Test or spec? Test and spec? Test from spec!

September 2004

Which came first? As an intermediate result towards a more general research goal, it has recently been demonstrated that the egg precedes the omelet. A full proof falls beyond the scope of this modest EiffelWorld column, but here is the idea: you can construct the omelet from the egg, but not the egg from the omelet. (The chicken is covered by a separate lemma.) The reader will already have jumped mentally to an important special case; for omelet read test, and for egg read specification, particularly in the form of Eiffel contracts.

We are being told from some quarters that you can't specify anyway, and that development should be "test-driven". Eiffel programmers know from daily practice and from observation of the libraries that the first proposition is false: precise specifications in the form of contracts, even if they cover only part of the functionality, radically change the software development process.

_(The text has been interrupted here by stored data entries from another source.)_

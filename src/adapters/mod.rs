//! Adapters - Concrete implementations of ports.

pub mod http;
pub mod local;
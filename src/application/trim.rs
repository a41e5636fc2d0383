use super::pending::PendingTrims;
use super::registry::JobRegistry;
use super::runner::AnalysisRunner;
use super::validator::UploadValidator;
use crate::domain::jobs::{Job, JobFiles, JobId, VIDEO_FILE};
use crate::domain::upload::ValidationOutcome;
use crate::error::{Error, Result};
use crate::ports::storage::StoragePort;
use crate::ports::trimmer::Trimmer;
use std::sync::Arc;
use tracing::{info, warn};

const TRIM_FAILED: &str = "Failed to trim video";

#[derive(Debug, Clone, Copy, PartialEq)]
pub struct TrimmedJob {
    pub job_id: JobId,
    pub duration: f64,
}

/// Cuts a pending over-long upload down to the duration limit and starts
/// analysis of the result under a fresh job id.
pub struct TrimCoordinator {
    storage: Arc<dyn StoragePort>,
    trimmer: Arc<dyn Trimmer>,
    validator: Arc<UploadValidator>,
    registry: Arc<JobRegistry>,
    runner: Arc<AnalysisRunner>,
    pending: Arc<PendingTrims>,
}

impl TrimCoordinator {
    pub fn new(
        storage: Arc<dyn StoragePort>,
        trimmer: Arc<dyn Trimmer>,
        validator: Arc<UploadValidator>,
        registry: Arc<JobRegistry>,
        runner: Arc<AnalysisRunner>,
        pending: Arc<PendingTrims>,
    ) -> Self {
        Self {
            storage,
            trimmer,
            validator,
            registry,
            runner,
            pending,
        }
    }

    pub async fn trim_and_reissue(
        &self,
        original: &JobId,
        temp_video_path: &str,
    ) -> Result<TrimmedJob> {
        let upload = self
            .pending
            .get(original)
            .ok_or_else(|| Error::bad_request("No pending upload for this job"))?;
        if upload.relative_path != temp_video_path.trim() {
            return Err(Error::bad_request(
                "Video path does not match the pending upload",
            ));
        }
        // Lost a race with another trim or a cleanup.
        let upload = self
            .pending
            .take(original)
            .ok_or_else(|| Error::bad_request("No pending upload for this job"))?;

        let id = JobId::new();
        let result = self.trim_into(&id, &upload.video).await;

        if let Err(e) = self.storage.cleanup(original).await {
            warn!("Could not remove original upload {}: {}", original, e);
        }
        if result.is_err() {
            self.registry.delete(&id);
            if let Err(e) = self.storage.cleanup(&id).await {
                warn!("Could not remove failed trim {}: {}", id, e);
            }
        }
        result
    }

    async fn trim_into(&self, id: &JobId, source: &std::path::Path) -> Result<TrimmedJob> {
        let area = self.storage.allocate(id).await?;
        let output = area.join(VIDEO_FILE);
        let max = self.validator.max_duration();

        if let Err(e) = self.trimmer.trim(source, &output, max).await {
            warn!("Trimming into job {} failed: {}", id, e);
            return Err(Error::Trim(TRIM_FAILED.to_string()));
        }

        let duration = match self.validator.validate_trimmed(&output).await {
            ValidationOutcome::Accepted { duration, .. } => duration,
            ValidationOutcome::NeedsTrim { duration, .. } => {
                warn!("Trimmed video {} is still {:.1}s long", id, duration);
                return Err(Error::Trim(TRIM_FAILED.to_string()));
            }
            ValidationOutcome::Rejected(reason) => {
                warn!("Trimmed video {} was rejected: {}", id, reason);
                return Err(Error::Trim(TRIM_FAILED.to_string()));
            }
        };

        self.registry
            .create(Job::new(*id, JobFiles::in_area(&area), duration))?;
        self.runner.submit(*id).await?;
        info!("Trimmed video to {:.1}s as job {}", duration, id);
        Ok(TrimmedJob {
            job_id: *id,
            duration,
        })
    }
}
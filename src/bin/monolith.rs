//! Monolith Binary - Single-process deployment
//!
//! Wires up:
//! - Local adapters (filesystem storage, ffprobe/ffmpeg, analyzer command)
//! - Background analysis workers and the janitor
//! - HTTP inbound adapter

use clipguard::{App, AppConfig, Collaborators};
use tracing::{error, info};
use tracing_subscriber::EnvFilter;

const DEFAULT_LOG_FILTER: &str = "clipguard=info,tower_http=info";

fn init_tracing() {
    let filter =
        EnvFilter::try_from_default_env().unwrap_or_else(|_| EnvFilter::new(DEFAULT_LOG_FILTER));
    let json = std::env::var("LOG_FORMAT").is_ok_and(|format| format.eq_ignore_ascii_case("json"));

    if json {
        tracing_subscriber::fmt().with_env_filter(filter).json().init();
    } else {
        tracing_subscriber::fmt().with_env_filter(filter).init();
    }
}

async fn shutdown_signal() {
    if let Err(e) = tokio::signal::ctrl_c().await {
        error!("Failed to listen for shutdown signal: {}", e);
        std::future::pending::<()>().await;
    }
    info!("Shutdown signal received");
}

#[tokio::main]
async fn main() {
    let config = AppConfig::from_env();

    init_tracing();

    // 1. Collaborators
    let collaborators = match Collaborators::from_config(&config) {
        Ok(collaborators) => collaborators,
        Err(e) => {
            error!("Invalid configuration: {}", e);
            std::process::exit(1);
        }
    };

    if let Err(e) = tokio::fs::create_dir_all(&config.storage_root).await {
        error!("Cannot create storage root: {}", e);
        std::process::exit(1);
    }

    // 2. Application services and background work
    let app = App::new(config, collaborators);
    app.start_background();

    // 3. Start Server
    let bind = format!("{}:{}", app.config().addr, app.config().port);
    let listener = match tokio::net::TcpListener::bind(&bind).await {
        Ok(listener) => listener,
        Err(e) => {
            error!("Failed to bind {}: {}", bind, e);
            std::process::exit(1);
        }
    };
    info!("Listening at {}", bind);

    if let Err(e) = axum::serve(listener, app.router())
        .with_graceful_shutdown(shutdown_signal())
        .await
    {
        error!("Server error: {}", e);
    }

    app.shutdown().await;
}
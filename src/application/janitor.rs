use super::cleanup::CleanupService;
use super::pending::PendingTrims;
use super::registry::JobRegistry;
use chrono::{DateTime, Utc};
use std::sync::Arc;
use std::time::Duration;
use tokio_util::sync::CancellationToken;
use tracing::{debug, info};

/// Periodically removes finished jobs and pending uploads that nobody
/// collected within the retention window.
pub struct Janitor {
    registry: Arc<JobRegistry>,
    pending: Arc<PendingTrims>,
    cleanup: Arc<CleanupService>,
    ttl: Duration,
    interval: Duration,
}

impl Janitor {
    pub fn new(
        registry: Arc<JobRegistry>,
        pending: Arc<PendingTrims>,
        cleanup: Arc<CleanupService>,
        ttl: Duration,
        interval: Duration,
    ) -> Self {
        Self {
            registry,
            pending,
            cleanup,
            ttl,
            interval,
        }
    }

    pub async fn run(self, shutdown: CancellationToken) {
        let mut ticker = tokio::time::interval(self.interval);
        ticker.set_missed_tick_behavior(tokio::time::MissedTickBehavior::Delay);
        debug!("Janitor started, sweeping every {:?}", self.interval);

        loop {
            tokio::select! {
                _ = shutdown.cancelled() => {
                    debug!("Janitor stopped");
                    return;
                }
                _ = ticker.tick() => {
                    let removed = self.sweep_once(Utc::now()).await;
                    if removed > 0 {
                        info!("Janitor removed {} stale jobs", removed);
                    }
                }
            }
        }
    }

    pub async fn sweep_once(&self, now: DateTime<Utc>) -> usize {
        let Some(cutoff) = chrono::Duration::from_std(self.ttl)
            .ok()
            .and_then(|ttl| now.checked_sub_signed(ttl))
        else {
            return 0;
        };

        let mut stale = self.registry.expired(cutoff);
        stale.extend(self.pending.expired(cutoff));
        for id in &stale {
            self.cleanup.cleanup(id).await;
        }
        stale.len()
    }
}
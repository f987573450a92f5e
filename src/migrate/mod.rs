//! Migration steps and the run driver that sequences them.

pub mod assets;
pub mod driver;
pub mod records;

use tracing::info;

pub use assets::AssetMigrator;
pub use driver::{execute_asset_run, execute_data_run};
pub use records::migrate_records;

#[derive(Debug, Clone, Copy, PartialEq, Eq)]
pub enum BatchStatus {
    Completed,
    /// Destination table absent; the type was skipped.
    MissingTable,
    /// Legacy table or database could not be read.
    SourceUnavailable,
    /// Candidate query failed for another reason.
    Aborted,
}

/// Outcome counts for one record type.
#[derive(Debug, Clone, PartialEq, Eq)]
pub struct BatchReport {
    pub label: &'static str,
    pub status: BatchStatus,
    pub found: usize,
    pub migrated: usize,
    pub skipped: usize,
    pub failed: usize,
}

impl BatchReport {
    pub fn new(label: &'static str) -> Self {
        Self {
            label,
            status: BatchStatus::Completed,
            found: 0,
            migrated: 0,
            skipped: 0,
            failed: 0,
        }
    }

    pub fn with_status(mut self, status: BatchStatus) -> Self {
        self.status = status;
        self
    }
}

#[derive(Debug, Clone, Default)]
pub struct RunSummary {
    pub batches: Vec<BatchReport>,
}

impl RunSummary {
    pub fn batch(&self, label: &str) -> Option<&BatchReport> {
        self.batches.iter().find(|b| b.label == label)
    }

    pub fn total_failed(&self) -> usize {
        self.batches.iter().map(|b| b.failed).sum()
    }

    pub fn log(&self) {
        info!("📊 Summary");
        for b in &self.batches {
            info!(
                "  {:<18} {:>4} found  {:>4} migrated  {:>4} skipped  {:>4} failed  ({:?})",
                b.label, b.found, b.migrated, b.skipped, b.failed, b.status
            );
        }
        if self.total_failed() > 0 {
            info!("⚠ {} row(s) failed; see the ✗ lines above", self.total_failed());
        }
    }
}
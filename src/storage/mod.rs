//! Remote object storage.
//!
//! - [`ObjectStore`] trait for abstracting the bucket API
//! - [`SupabaseStorage`] production client for the Supabase Storage REST API
//! - [`upload_file`] the upload adapter used by asset migration

#[cfg(test)]
pub(crate) mod memory;
pub mod supabase;
pub mod upload;

use async_trait::async_trait;

pub use supabase::{StorageSettings, SupabaseStorage};
pub use upload::{content_type_for, upload_file, UploadError, UploadedObject};

#[derive(Debug, thiserror::Error)]
pub enum StoreError {
    #[error("http error: {0}")]
    Http(#[from] reqwest::Error),
    #[error("storage api returned {status}: {message}")]
    Api { status: u16, message: String },
    #[error("invalid storage url: {0}")]
    InvalidUrl(String),
}

/// Trait for the handful of bucket operations the migrator needs.
///
/// Production code uses [`SupabaseStorage`]; tests use an in-memory store.
#[async_trait]
pub trait ObjectStore: Send + Sync {
    /// Names of every bucket visible to the credential.
    async fn list_buckets(&self) -> Result<Vec<String>, StoreError>;

    /// Upsert one object. Returns the object key as echoed back by the store.
    async fn put_object(
        &self,
        bucket: &str,
        path: &str,
        body: Vec<u8>,
        content_type: &str,
        cache_control: &str,
    ) -> Result<String, StoreError>;

    async fn object_exists(&self, bucket: &str, path: &str) -> Result<bool, StoreError>;

    /// Public URL for an object. Pure; performs no request.
    fn public_url(&self, bucket: &str, path: &str) -> String;
}
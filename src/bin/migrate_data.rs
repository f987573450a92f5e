//! Copy every legacy row from the SQLite source into the destination database.
use anyhow::{Context, Result};
use tracing::info;

use centre_migrate::datastore::{PgDestination, SqliteSource};
use centre_migrate::migrate::driver::{execute_data_run, DESTINATION_HELP};
use centre_migrate::util::db::Db;
use centre_migrate::util::env::{self, DIRECT_DATABASE_URL, POOLED_DATABASE_URL, SOURCE_DATABASE_URL};

#[tokio::main]
async fn main() -> Result<()> {
    env::init_env();
    centre_migrate::logging::init_tracing("info")?;
    env::preflight_check(
        "migrate_data",
        &[],
        &[SOURCE_DATABASE_URL, POOLED_DATABASE_URL, DIRECT_DATABASE_URL],
    )?;

    let destination = env::destination_db_url().context(DESTINATION_HELP)?;
    let db = Db::connect(&destination, 2).await.context(DESTINATION_HELP)?;
    let dest = PgDestination::new(db);

    let source_url = env::source_db_url();
    let source = SqliteSource::open_lazy(&source_url)
        .with_context(|| format!("invalid {SOURCE_DATABASE_URL}"))?;

    let summary = execute_data_run(&source, &dest).await?;
    summary.log();
    info!("✅ Data migration finished");
    Ok(())
}
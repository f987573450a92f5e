//! Row migration: copy every legacy row of one type into the destination.

use tracing::{error, info, warn};

use super::{BatchReport, BatchStatus};
use crate::datastore::{DatastoreError, DestinationDatabase, SourceDatabase};
use crate::records::RecordKind;

/// Copy all rows of `kind`. Never fails: every outcome lands in the report.
pub async fn migrate_records(
    source: &dyn SourceDatabase,
    dest: &dyn DestinationDatabase,
    kind: RecordKind,
) -> BatchReport {
    let mut report = BatchReport::new(kind.label());
    info!("📦 Migrating {}...", kind.label());

    let rows = match source.fetch_all(kind).await {
        Ok(rows) => rows,
        Err(e) => {
            warn!(table = kind.source_table(), "⚠ Source not accessible, skipping {}: {e}", kind.label());
            return report.with_status(BatchStatus::SourceUnavailable);
        }
    };
    report.found = rows.len();
    info!("  Found {} {}", rows.len(), kind.label());

    for row in rows {
        let row = match row {
            Ok(row) => row,
            Err(e) => {
                report.failed += 1;
                error!("  ✗ {e}");
                continue;
            }
        };
        let label = row.describe();
        let row = row.into_destination();
        match dest.insert_record(&row).await {
            Ok(()) => {
                report.migrated += 1;
                info!("  ✓ {label}");
            }
            Err(DatastoreError::UniqueViolation { .. }) => {
                report.skipped += 1;
                info!("  ⚠ {label} skipped, already exists");
            }
            Err(DatastoreError::MissingTable(table)) => {
                warn!("  ⚠ Destination table {table} does not exist, skipping {}", kind.label());
                return report.with_status(BatchStatus::MissingTable);
            }
            Err(e) => {
                report.failed += 1;
                error!("  ✗ {label}: {e}");
            }
        }
    }

    info!(
        "  {} done: {} inserted, {} skipped, {} failed",
        kind.label(),
        report.migrated,
        report.skipped,
        report.failed
    );
    report
}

In the new scheme, tests play a critical role (see another little article of a few years back, "Qualityfirst" at:

http://www.inf.ethz.ch/~meyer/publications/computer/quality_first.pdf

which I believe already suggested a few of the good ideas of agile methods), but tests are not a replacement for specification: they follow from these specifications. It is indeed remarkable to see how the presence of contracts can drive the testing process. If a slogan is needed and two can do, I will venture "Contract-driven testing" and "Test-obsessed development". That works very well -- you should test all the time, with the intent of finding bugs -- but it's not a reason to drop specification and design. Specification and design are what propels both the testing process and the test cases themselves.

Going from specifications to test is one-way: you lose the abstractions. A specification describes the general properties of a computation, for all possible inputs; a test addresses one particular result for one particular input. From the general you can deduce the particular, but not the other way around: even a billion tests don't reveal the insight -- the abstraction -- of a specification. Omelets beget no eggs.

For an Eiffel programmer, testing consists of turning on contract monitoring, exercising components, and waiting for a contract to fail. Since any test oracle can be expressed by a postcondition, but no collection of test oracles can replace a specification, we lose nothing, but we gain a great advantage over naïve (contract-less) test-driven development: retaining the fundamental abstractions that underlie our programs and their individual modules.

In some later installment of this column focused more on research, I'll discuss how it is becoming possible to automate the component testing process completely, test case generation included. Suffice it for the moment to note that while we should be grateful to our extreme friends for helping to rehabilitate the much maligned process of software testing, we -- Eiffel programmers -- know something they don't seem to have realized yet: you can test from specs, but you can't spec from tests.